//! Venue kinds known to the engine's deployment tooling

use serde::{Deserialize, Serialize};
use std::str::FromStr;

/// Supported venue implementations
#[derive(Debug, Clone, Copy, PartialEq, Eq, Hash, Serialize, Deserialize)]
#[serde(rename_all = "snake_case")]
pub enum VenueKind {
    ConstantProduct,
    FixedRate,
    #[cfg(test)]
    #[serde(skip)]
    Scripted,
}

impl VenueKind {
    /// Get string representation
    pub fn as_str(&self) -> &'static str {
        match self {
            VenueKind::ConstantProduct => "Constant Product AMM",
            VenueKind::FixedRate => "Fixed Rate Market Maker",
            #[cfg(test)]
            VenueKind::Scripted => "Scripted Test Venue",
        }
    }
}

impl FromStr for VenueKind {
    type Err = anyhow::Error;

    fn from_str(s: &str) -> Result<Self, Self::Err> {
        match s.to_lowercase().as_str() {
            "constant_product" | "amm" | "cpmm" => Ok(VenueKind::ConstantProduct),
            "fixed_rate" | "rfq" => Ok(VenueKind::FixedRate),
            _ => Err(anyhow::anyhow!("Unknown venue kind: {}", s)),
        }
    }
}

#[cfg(test)]
mod tests {
    use super::*;

    #[test]
    fn parses_aliases() {
        assert_eq!("AMM".parse::<VenueKind>().unwrap(), VenueKind::ConstantProduct);
        assert_eq!("fixed_rate".parse::<VenueKind>().unwrap(), VenueKind::FixedRate);
        assert!("orderbook".parse::<VenueKind>().is_err());
    }

    #[test]
    fn scripted_kind_is_not_configurable() {
        assert_eq!(VenueKind::Scripted.as_str(), "Scripted Test Venue");
        assert!("scripted".parse::<VenueKind>().is_err());
        assert!(serde_json::from_str::<VenueKind>("\"scripted\"").is_err());
    }
}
---
- WHAT IS EXPECTED -
Copy out every line of the data where the word "anyhow" occurs.

- TASK SOLUTION -
    type Err = anyhow::Error;
            _ => Err(anyhow::anyhow!("Unknown venue kind: {}", s)),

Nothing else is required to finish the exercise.